◆ Task details
Search the entries for the line containing "values.insert(3, 1.0).unwrap();". Repeat it, then every line after it, exactly through the final line.

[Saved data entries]
────────────────────

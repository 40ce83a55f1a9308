use darcy::assembly::boundary::{apply_boundary_values, extract_boundary_dofs, BoundaryValues};
use darcy::dof_map::DofMap;
use darcy::element::{ComponentMask, MixedElement};
use darcy::nalgebra_sparse::CsrMatrix;
use darcy::problem::{make_grid, DarcyConfig, BOTTOM, SIDE, TOP};
use darcy::DarcyError;
use matrixcompare::assert_matrix_eq;
use nalgebra::{DMatrix, DVector};
use util::max_asymmetry;

fn tridiagonal_system() -> (CsrMatrix<f64>, DVector<f64>) {
    #[rustfmt::skip]
    let matrix = CsrMatrix::try_from_csr_data(
        3, 3,
        vec![0, 2, 5, 7],
        vec![0, 1, 0, 1, 2, 1, 2],
        vec![4.0, 1.0, 1.0, 3.0, 2.0, 2.0, 5.0],
    )
    .unwrap();
    (matrix, DVector::from_column_slice(&[1.0, 2.0, 3.0]))
}

#[test]
fn boundary_dofs_of_coarse_channel() {
    let config = DarcyConfig {
        degree: 1,
        refinement_level: 0,
        ..DarcyConfig::default()
    };
    let mesh = make_grid(&config);
    let element = MixedElement::new(1);
    let dof_map = DofMap::assign(&mesh, &element).unwrap();
    let velocity = ComponentMask::velocity(2);
    let pressure = ComponentMask::pressure(2);

    let side = extract_boundary_dofs(&mesh, &dof_map, &element, &velocity, &[SIDE]).unwrap();
    let bottom = extract_boundary_dofs(&mesh, &dof_map, &element, &velocity, &[BOTTOM]).unwrap();
    let top = extract_boundary_dofs(&mesh, &dof_map, &element, &velocity, &[TOP]).unwrap();
    assert_eq!(side.len(), 2 * 2);
    assert_eq!(bottom.len(), 4 * 2);
    assert_eq!(top.len(), 4 * 2);
    assert!(side.windows(2).all(|w| w[0] < w[1]));

    let all = extract_boundary_dofs(&mesh, &dof_map, &element, &velocity, &[TOP, BOTTOM, SIDE]).unwrap();
    assert_eq!(all.len(), side.len() + bottom.len() + top.len());

    // The flux variable is everything except the pressure
    let flux = extract_boundary_dofs(&mesh, &dof_map, &element, &pressure.complement(), &[SIDE]).unwrap();
    assert_eq!(flux, side);

    // Pressure dofs never lie on faces
    let pressure_dofs = extract_boundary_dofs(&mesh, &dof_map, &element, &pressure, &[TOP, BOTTOM, SIDE]).unwrap();
    assert!(pressure_dofs.is_empty());

    let result = extract_boundary_dofs(&mesh, &dof_map, &element, &ComponentMask::new(vec![true]), &[SIDE]);
    assert!(matches!(result, Err(DarcyError::Configuration(_))));
}

#[test]
fn boundary_values_reject_conflicts() {
    let mut values = BoundaryValues::new();
    values.insert_all(&[3, 1, 2], 0.0).unwrap();
    // Prescribing the same value twice is fine
    values.insert(2, 0.0).unwrap();
    assert_eq!(values.len(), 3);
    assert_eq!(values.get(1), Some(0.0));
    assert_eq!(values.get(4), None);

    assert!(matches!(values.insert(2, -1.0), Err(DarcyError::Configuration(_))));
    assert!(matches!(values.insert_all(&[5, 3], -1.0), Err(DarcyError::Configuration(_))));
    assert_eq!(values.get(2), Some(0.0));

    let entries: Vec<_> = values.iter().collect();
    assert_eq!(entries[..3], [(1, 0.0), (2, 0.0), (3, 0.0)]);
}

#[test]
fn apply_boundary_values_eliminates_rows_and_columns() {
    let (mut matrix, mut rhs) = tridiagonal_system();
    let mut values = BoundaryValues::new();
    values.insert(1, 2.0).unwrap();
    apply_boundary_values(&values, &mut matrix, &mut rhs).unwrap();

    #[rustfmt::skip]
    let expected_matrix = DMatrix::from_row_slice(3, 3, &[
        4.0, 0.0, 0.0,
        0.0, 1.0, 0.0,
        0.0, 0.0, 5.0,
    ]);
    assert_matrix_eq!(DMatrix::from(&matrix), expected_matrix);
    assert_matrix_eq!(rhs, DVector::from_column_slice(&[-1.0, 2.0, -1.0]));
    assert_eq!(max_asymmetry(&matrix), 0.0);
}

#[test]
fn apply_boundary_values_preserves_solution() {
    // Eliminating a dof with its exact value must not change the solution
    let (matrix, rhs) = tridiagonal_system();
    let exact = DMatrix::from(&matrix).lu().solve(&rhs).unwrap();

    let (mut constrained_matrix, mut constrained_rhs) = tridiagonal_system();
    let mut values = BoundaryValues::new();
    values.insert(0, exact[0]).unwrap();
    values.insert(2, exact[2]).unwrap();
    apply_boundary_values(&values, &mut constrained_matrix, &mut constrained_rhs).unwrap();
    let solution = DMatrix::from(&constrained_matrix)
        .lu()
        .solve(&constrained_rhs)
        .unwrap();
    assert_matrix_eq!(solution, exact, comp = abs, tol = 1e-14);
}

#[test]
fn apply_boundary_values_requires_diagonal_and_valid_dofs() {
    let mut matrix = CsrMatrix::try_from_csr_data(2, 2, vec![0, 1, 2], vec![1, 0], vec![1.0, 1.0]).unwrap();
    let mut rhs = DVector::zeros(2);
    let mut values = BoundaryValues::new();
    values.insert(0, 1.0).unwrap();
    assert!(matches!(
        apply_boundary_values(&values, &mut matrix, &mut rhs),
        Err(DarcyError::Assembly(_))
    ));

    let (mut matrix, mut rhs) = tridiagonal_system();
    let mut values = BoundaryValues::new();
    values.insert(3, 1.0).unwrap();
    assert!(matches!(
        apply_boundary_values(&values, &mut matrix, &mut rhs),
        Err(DarcyError::Assembly(_))
    ));

    let mut short_rhs = DVector::zeros(2);
    assert!(matches!(
        apply_boundary_values(&BoundaryValues::new(), &mut matrix, &mut short_rhs),
        Err(DarcyError::Assembly(_))
    ));
}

────────────────────

◆ Response to the exercise
    values.insert(3, 1.0).unwrap();
    assert!(matches!(
        apply_boundary_values(&values, &mut matrix, &mut rhs),
        Err(DarcyError::Assembly(_))
    ));

    let mut short_rhs = DVector::zeros(2);
    assert!(matches!(
        apply_boundary_values(&BoundaryValues::new(), &mut matrix, &mut short_rhs),
        Err(DarcyError::Assembly(_))
    ));
}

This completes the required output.